Can mid-sized organisations do AI?
JP Doggett: For organisations without massive resources, is building in-house realistic?
Zoe Webster: It may be more realistic than people think though it really depends on what you are aiming to achieve. A skilled data scientist with some engineering knowledge can prototype quickly. It may look rough but it can prove the concept which can help build the business case to invest further. This could be someone hired on a freelance or fractional basis, not necessarily full-time.
Getting to production and putting AI into operation is where the investment is really needed and where organisations can struggle. This will depend on what you are looking to achieve and may need engineering effort to integrate with the appropriate systems. It is important also to consider, from the start, the human side of this through change management to work closely with key people, not least those likely to be impacted by the AI functionality and those responsible for monitoring in operation.
The trick is to start small, run an experiment and build trust in stages. That way you can decide whether to scale without making huge upfront commitments. It may be that investment in dedicated skills and talent would pay off as AI adoption is scaled up.
Bridging business and technical worlds
JP Doggett: From your experience, what’s most often missing for organisations struggling to use AI?

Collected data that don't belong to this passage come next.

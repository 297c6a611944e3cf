pub mod linalg;
pub mod pchip;
pub mod polynomial;
pub mod smoothing;

pub use linalg::{DenseMatrix, LuError, least_squares, lu_solve};
pub use pchip::{Pchip, PchipError};
pub use polynomial::{Polynomial, PolynomialFitError};
pub use smoothing::{SmoothingError, savgol_filter, savgol_filter_shrinking};

fn kahan_add(sum: &mut f64, correction: &mut f64, value: f64) {
    let corrected = value - *correction;
    let next = *sum + corrected;
    *correction = (next - *sum) - corrected;
    *sum = next;
}

pub fn stable_sum(values: &[f64]) -> f64 {
    let mut sum = 0.0;
    let mut correction = 0.0;

    for &value in values {
        kahan_add(&mut sum, &mut correction, value);
    }

    sum
}

pub fn mean(values: &[f64]) -> Option<f64> {
    if values.is_empty() {
        return None;
    }
    Some(stable_sum(values) / values.len() as f64)
}

/// Population standard deviation.
pub fn std_dev(values: &[f64]) -> Option<f64> {
    let center = mean(values)?;
    let squares: Vec<f64> = values
        .iter()
        .map(|value| (value - center) * (value - center))
        .collect();
    Some((stable_sum(&squares) / values.len() as f64).sqrt())
}

pub fn deterministic_argsort(values: &[f64]) -> Vec<usize> {
    let mut indices: Vec<usize> = (0..values.len()).collect();
    indices.sort_unstable_by(|lhs, rhs| {
        values[*lhs]
            .total_cmp(&values[*rhs])
            .then_with(|| lhs.cmp(rhs))
    });
    indices
}

/// First index of the maximum, ignoring NaN.
pub fn argmax(values: &[f64]) -> Option<usize> {
    let mut best: Option<(usize, f64)> = None;
    for (index, &value) in values.iter().enumerate() {
        if value.is_nan() {
            continue;
        }
        match best {
            Some((_, current)) if value <= current => {}
            _ => best = Some((index, value)),
        }
    }
    best.map(|(index, _)| index)
}

/// Index whose value is closest to `target`, first one on ties.
pub fn nearest_index(values: &[f64], target: f64) -> Option<usize> {
    let distances: Vec<f64> = values.iter().map(|value| -(value - target).abs()).collect();
    argmax(&distances)
}

pub fn linear_grid(start: f64, end: f64, count: usize) -> Option<Vec<f64>> {
    if count < 2 {
        return None;
    }

    let step = (end - start) / ((count - 1) as f64);
    let mut grid = Vec::with_capacity(count);
    for index in 0..count {
        grid.push(start + step * (index as f64));
    }

    if let Some(last) = grid.last_mut() {
        *last = end;
    }

    Some(grid)
}

/// Piecewise-linear interpolation over an ascending grid, clamped to the end values.
pub fn interpolate_linear(x: f64, x_grid: &[f64], y_grid: &[f64]) -> Option<f64> {
    if !is_interpolation_grid(x_grid, y_grid) {
        return None;
    }
    Some(interpolate_sorted(x, x_grid, y_grid))
}

/// [`interpolate_linear`] at every target; the grid is validated once.
pub fn resample_linear(x_grid: &[f64], y_grid: &[f64], targets: &[f64]) -> Option<Vec<f64>> {
    if targets.is_empty() {
        return Some(Vec::new());
    }
    if !is_interpolation_grid(x_grid, y_grid) {
        return None;
    }
    Some(
        targets
            .iter()
            .map(|&target| interpolate_sorted(target, x_grid, y_grid))
            .collect(),
    )
}

fn is_interpolation_grid(x_grid: &[f64], y_grid: &[f64]) -> bool {
    !x_grid.is_empty()
        && x_grid.len() == y_grid.len()
        && x_grid.windows(2).all(|window| window[0] <= window[1])
}

/// Requires a non-empty ascending grid of the same length as `y_grid`.
fn interpolate_sorted(x: f64, x_grid: &[f64], y_grid: &[f64]) -> f64 {
    if x <= x_grid[0] {
        return y_grid[0];
    }

    let last_index = x_grid.len() - 1;
    if x >= x_grid[last_index] {
        return y_grid[last_index];
    }

    let upper = x_grid.partition_point(|&node| node < x);
    if x_grid[upper] == x {
        return y_grid[upper];
    }
    let lower = upper - 1;
    let x0 = x_grid[lower];
    let x1 = x_grid[upper];
    if x1 == x0 {
        return y_grid[upper];
    }

    let interpolation = (x - x0) / (x1 - x0);
    y_grid[lower] + interpolation * (y_grid[upper] - y_grid[lower])
}

pub fn trapezoid(x: &[f64], y: &[f64]) -> Option<f64> {
    if x.len() != y.len() {
        return None;
    }

    let panels: Vec<f64> = x
        .windows(2)
        .zip(y.windows(2))
        .map(|(xs, ys)| 0.5 * (xs[1] - xs[0]) * (ys[0] + ys[1]))
        .collect();
    Some(stable_sum(&panels))
}
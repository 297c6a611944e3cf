use std::borrow::Borrow;

/// Ordered labels for one array axis. Positions follow insertion order.
#[derive(Debug, Clone, PartialEq, Eq, Default)]
pub struct LabelIndex<T> {
    labels: Vec<T>,
}

impl<T: PartialEq> LabelIndex<T> {
    pub fn new(labels: Vec<T>) -> Self {
        Self { labels }
    }

    pub fn len(&self) -> usize {
        self.labels.len()
    }

    pub fn is_empty(&self) -> bool {
        self.labels.is_empty()
    }

    pub fn labels(&self) -> &[T] {
        &self.labels
    }

    pub fn iter(&self) -> std::slice::Iter<'_, T> {
        self.labels.iter()
    }

    pub fn position<Q>(&self, label: &Q) -> Option<usize>
    where
        T: Borrow<Q>,
        Q: PartialEq + ?Sized,
    {
        self.labels
            .iter()
            .position(|candidate| <T as Borrow<Q>>::borrow(candidate) == label)
    }

    pub fn contains<Q>(&self, label: &Q) -> bool
    where
        T: Borrow<Q>,
        Q: PartialEq + ?Sized,
    {
        self.position(label).is_some()
    }

    pub fn first_duplicate(&self) -> Option<&T> {
        self.labels
            .iter()
            .enumerate()
            .find(|(index, label)| self.labels[..*index].contains(*label))
            .map(|(_, label)| label)
    }
}

impl<T: PartialEq + Clone> LabelIndex<T> {
    pub fn concat(&self, other: &Self) -> Self {
        let mut labels = self.labels.clone();
        labels.extend(other.labels.iter().cloned());
        Self { labels }
    }

    /// Labels of `self` followed by those of `other` not already present.
    pub fn union(&self, other: &Self) -> Self {
        let mut merged = self.clone();
        for label in &other.labels {
            if !merged.contains(label) {
                merged.labels.push(label.clone());
            }
        }
        merged
    }
}

impl<'a, T> IntoIterator for &'a LabelIndex<T> {
    type Item = &'a T;
    type IntoIter = std::slice::Iter<'a, T>;

    fn into_iter(self) -> Self::IntoIter {
        self.labels.iter()
    }
}
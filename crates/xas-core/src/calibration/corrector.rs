use crate::domain::{XasError, XasResult};
use crate::numerics::{deterministic_argsort, resample_linear};
use ndarray::{Array2, ArrayView1, ArrayView2, Axis};

/// Resamples `y`, recorded on the shifted axis `x + offset`, back onto `x`.
/// Values beyond the shifted range take the nearest end value.
pub fn correct_mono(x: &[f64], offset: f64, y: &[f64]) -> XasResult<Vec<f64>> {
    if x.len() != y.len() {
        return Err(XasError::input_validation(
            "INPUT.LENGTH_MISMATCH",
            format!(
                "energy axis has {} points but intensity has {}",
                x.len(),
                y.len()
            ),
        ));
    }
    if offset == 0.0 {
        return Ok(y.to_vec());
    }

    let order = deterministic_argsort(x);
    let shifted: Vec<f64> = order.iter().map(|&index| x[index] + offset).collect();
    let values: Vec<f64> = order.iter().map(|&index| y[index]).collect();

    resample_linear(&shifted, &values, x).ok_or_else(|| {
        XasError::computation(
            "RUN.MONO_RESAMPLE",
            "energy axis contains non-finite values and cannot be resampled",
        )
    })
}

/// Column-wise [`correct_mono`] over a (points, columns) array, one offset per column.
pub fn correct_mono_batch(
    x: ArrayView1<'_, f64>,
    offsets: &[f64],
    y: ArrayView2<'_, f64>,
) -> XasResult<Array2<f64>> {
    if offsets.len() != y.ncols() {
        return Err(XasError::input_validation(
            "INPUT.OFFSET_COUNT",
            format!(
                "{} offsets supplied for {} columns",
                offsets.len(),
                y.ncols()
            ),
        ));
    }

    let x = x.to_vec();
    let mut corrected = y.to_owned();
    for (mut column, &offset) in corrected.axis_iter_mut(Axis(1)).zip(offsets) {
        let resampled = correct_mono(&x, offset, &column.to_vec())?;
        for (target, value) in column.iter_mut().zip(resampled) {
            *target = value;
        }
    }
    Ok(corrected)
}
use super::CliError;
use super::helpers::{DEFAULT_INPUT_PATTERN, print_json, resolve_inputs};
use anyhow::Context;
use ndarray::{Ix1, Ix2};
use serde::Serialize;
use std::collections::BTreeMap;
use std::fs;
use std::path::PathBuf;
use tracing::{info, warn};
use xas_core::calibration::{CalibrationOptions, CalibrationReport};
use xas_core::common::config::ProcessingConfig;
use xas_core::export::{ExportFormat, ExportOptions, export_xas};
use xas_core::io::load_combined;
use xas_core::normalization::Normalization;
use xas_core::{Aggregate, ChannelRole, DataQuery, ScanId, Xas};

#[derive(clap::Args)]
pub(super) struct InputFlags {
    /// Scan files or directories of scan files, accumulated in the order given
    #[arg(required = true)]
    inputs: Vec<PathBuf>,

    /// File-name glob applied inside input directories
    #[arg(long, default_value = DEFAULT_INPUT_PATTERN)]
    pattern: String,
}

impl InputFlags {
    fn load(&self, config: &ProcessingConfig) -> Result<Xas, CliError> {
        let paths = resolve_inputs(&self.inputs, &self.pattern)?;
        let xas = load_combined(&paths, config.accumulation.channel_mismatch)?;
        info!(files = paths.len(), scans = xas.n_scans(), "loaded inputs");
        Ok(xas)
    }
}

#[derive(clap::Args)]
pub(super) struct InfoArgs {
    #[command(flatten)]
    input: InputFlags,
}

#[derive(clap::Args)]
pub(super) struct CalibrateArgs {
    #[command(flatten)]
    input: InputFlags,

    /// Element symbol or literal energy in eV the reference peak is aligned to
    #[arg(long)]
    edge: Option<String>,

    /// Reference channel searched for the peak
    #[arg(long)]
    channel: Option<String>,

    /// Search window half-width in eV
    #[arg(long)]
    width: Option<f64>,

    /// Smooth the reference before the peak search
    #[arg(long)]
    smooth: bool,

    /// Extra shift added to the nominal edge before the search
    #[arg(long)]
    shift: Option<f64>,

    /// Write the mono-corrected export into this directory
    #[arg(long)]
    output_dir: Option<PathBuf>,

    /// Export format used with --output-dir
    #[arg(long)]
    format: Option<ExportFormat>,
}

#[derive(clap::Args)]
pub(super) struct ExportArgs {
    #[command(flatten)]
    input: InputFlags,

    /// Destination directory
    #[arg(long)]
    output_dir: PathBuf,

    /// yaml, ssrl or athena
    #[arg(long)]
    format: Option<ExportFormat>,

    /// Flux channel the detectors are divided by
    #[arg(long)]
    norm: Option<String>,

    /// Apply stored monochromator offsets
    #[arg(long)]
    offset_mono: bool,

    /// Scan numbers left out of the average
    #[arg(long, value_delimiter = ',')]
    exclude: Vec<ScanId>,

    /// File-name template filled from scan-info fields
    #[arg(long)]
    name_format: Option<String>,

    /// Never overwrite; append _N before the extension instead
    #[arg(long)]
    increment: bool,
}

#[derive(clap::Args)]
pub(super) struct NormalizeArgs {
    #[command(flatten)]
    input: InputFlags,

    /// Detector channels to print
    #[arg(long, required = true, value_delimiter = ',')]
    cols: Vec<String>,

    /// pp, area or tail; anything else leaves the curves unscaled
    #[arg(long, default_value = "pp")]
    method: String,

    /// Channels whose product divides the curves
    #[arg(long, value_delimiter = ',')]
    divisor: Vec<String>,

    /// Scan numbers left out of the aggregate
    #[arg(long, value_delimiter = ',')]
    exclude: Vec<ScanId>,

    /// Apply stored monochromator offsets
    #[arg(long)]
    offset_mono: bool,

    /// Average the scans instead of summing them
    #[arg(long)]
    mean: bool,

    /// Write the table here instead of stdout
    #[arg(long)]
    output: Option<PathBuf>,
}

#[derive(Serialize)]
struct ChannelSummary<'a> {
    name: &'a str,
    role: ChannelRole,
}

#[derive(Serialize)]
struct SpectrumSummary<'a> {
    kind: String,
    points: usize,
    scans: &'a [ScanId],
    channels: Vec<ChannelSummary<'a>>,
    sample: Option<&'a str>,
    date: Option<&'a str>,
    command: Option<&'a str>,
    loadid: Option<&'a str>,
    motors: &'a BTreeMap<String, f64>,
}

impl<'a> SpectrumSummary<'a> {
    fn of(xas: &'a Xas) -> Self {
        let metadata = xas.metadata();
        Self {
            kind: xas.kind().to_string(),
            points: xas.n_points(),
            scans: xas.scans(),
            channels: xas
                .channels()
                .iter()
                .zip(xas.channel_roles())
                .map(|(name, role)| ChannelSummary { name, role: *role })
                .collect(),
            sample: metadata.sample.as_deref(),
            date: metadata.date.as_deref(),
            command: metadata.command.as_deref(),
            loadid: metadata.loadid.as_deref(),
            motors: &metadata.motors,
        }
    }
}

#[derive(Serialize)]
struct CalibrationOutput {
    #[serde(flatten)]
    report: CalibrationReport,
    exported: Option<PathBuf>,
}

pub(super) fn run_info_command(args: InfoArgs, config: &ProcessingConfig) -> Result<i32, CliError> {
    let xas = args.input.load(config)?;
    print_json(&SpectrumSummary::of(&xas))?;
    Ok(0)
}

pub(super) fn run_calibrate_command(
    args: CalibrateArgs,
    config: &ProcessingConfig,
) -> Result<i32, CliError> {
    let defaults = &config.calibration;
    let edge = args.edge.or_else(|| defaults.edge.clone()).ok_or_else(|| {
        CliError::Usage("an edge is required: pass --edge or set calibration.edge".to_string())
    })?;
    let options = CalibrationOptions {
        col: args.channel.unwrap_or_else(|| defaults.channel.clone()),
        width: args.width.unwrap_or(defaults.width),
        smooth: args.smooth || defaults.smooth,
        shift: args.shift.unwrap_or(defaults.shift),
    };

    let mut xas = args.input.load(config)?;
    let report = xas.find_mono_offset(&edge, &options)?;

    let exported = match &args.output_dir {
        Some(folder) => {
            let export_options = ExportOptions {
                offset_mono: true,
                ..ExportOptions::from(&config.export)
            };
            let format = args.format.unwrap_or(config.export.format);
            Some(export_xas(&xas, folder, format, &export_options)?)
        }
        None => None,
    };

    print_json(&CalibrationOutput { report, exported })?;
    Ok(0)
}

pub(super) fn run_export_command(
    args: ExportArgs,
    config: &ProcessingConfig,
) -> Result<i32, CliError> {
    let defaults = ExportOptions::from(&config.export);
    let options = ExportOptions {
        norm: args.norm.or(defaults.norm),
        offset_mono: args.offset_mono || defaults.offset_mono,
        exclude: args.exclude,
        name_format: args.name_format.or(defaults.name_format),
        increment: args.increment || defaults.increment,
    };
    let format = args.format.unwrap_or(config.export.format);

    let xas = args.input.load(config)?;
    let path = export_xas(&xas, &args.output_dir, format, &options)?;
    println!("{}", path.display());
    Ok(0)
}

pub(super) fn run_normalize_command(
    args: NormalizeArgs,
    config: &ProcessingConfig,
) -> Result<i32, CliError> {
    let normalization = Normalization::from_name(&args.method);
    if matches!(normalization, Normalization::PassThrough) {
        warn!(method = %args.method, "unrecognized normalization; printing unscaled curves");
    }

    let xas = args.input.load(config)?;
    let aggregate = if args.mean {
        Aggregate::Mean
    } else {
        Aggregate::Sum
    };
    let query = DataQuery::default()
        .divisor(args.divisor.iter().cloned())
        .offset_mono(args.offset_mono)
        .exclude(&args.exclude)
        .aggregate(aggregate)
        .squeeze(false);
    let selection = xas.get_data(&args.cols, &query)?;

    let x = selection
        .x
        .context("query did not return the energy axis")?
        .into_dimensionality::<Ix1>()
        .context("aggregated energy axis is not one-dimensional")?;
    let y = selection
        .y
        .into_dimensionality::<Ix2>()
        .context("aggregated curves are not (points, cols)")?;
    let normalized = normalization.apply_columns(x.view(), y.view())?;

    let mut table = format!("# {} {}\n", query.xcol, args.cols.join(" "));
    for (energy, row) in x.iter().zip(normalized.rows()) {
        table.push_str(&format!("{energy:e}"));
        for value in row {
            table.push_str(&format!(" {value:e}"));
        }
        table.push('\n');
    }

    match &args.output {
        Some(path) => {
            fs::write(path, &table)
                .with_context(|| format!("failed to write '{}'", path.display()))?;
            info!(path = %path.display(), method = normalization.name(), "wrote normalized table");
        }
        None => print!("{table}"),
    }
    Ok(0)
}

Zoe Webster: Translation. Business leaders need someone who can translate strategic goals into technical specifications and technical results back into business value.
That translation layer is critical. It’s not just about AI skills but also process expertise, analytics and communication. Without it, you either get business people buying into hype or data scientists building clever models that don’t solve the right problem.
Policy and government support
JP Doggett: With your Innovate UK background, how do you see government’s role in AI adoption?
Zoe Webster: Innovate UK runs programmes like Bridge AI to connect people with ideas and needs and they provide grants and loans to accelerate innovation. Government also has a role in showing leadership by procuring innovation solutions to problems and these could include AI-powered features, where those are genuinely helpful. Scaling AI in organisations requires time, data readiness and governance. Policy can encourage it but delivery can be slower and messier in reality.
Closing thoughts
For Zoe, the message is simple but challenging: don’t start with AI, start with the opportunity. Be wary of hype, stay vendor-agnostic where you can and invest in translation skills that connect business goals with technical execution.
As she puts it, “AI is not magic. It won’t fix your data. Focus on what you want to achieve and then decide if AI has a role that genuinely adds value.”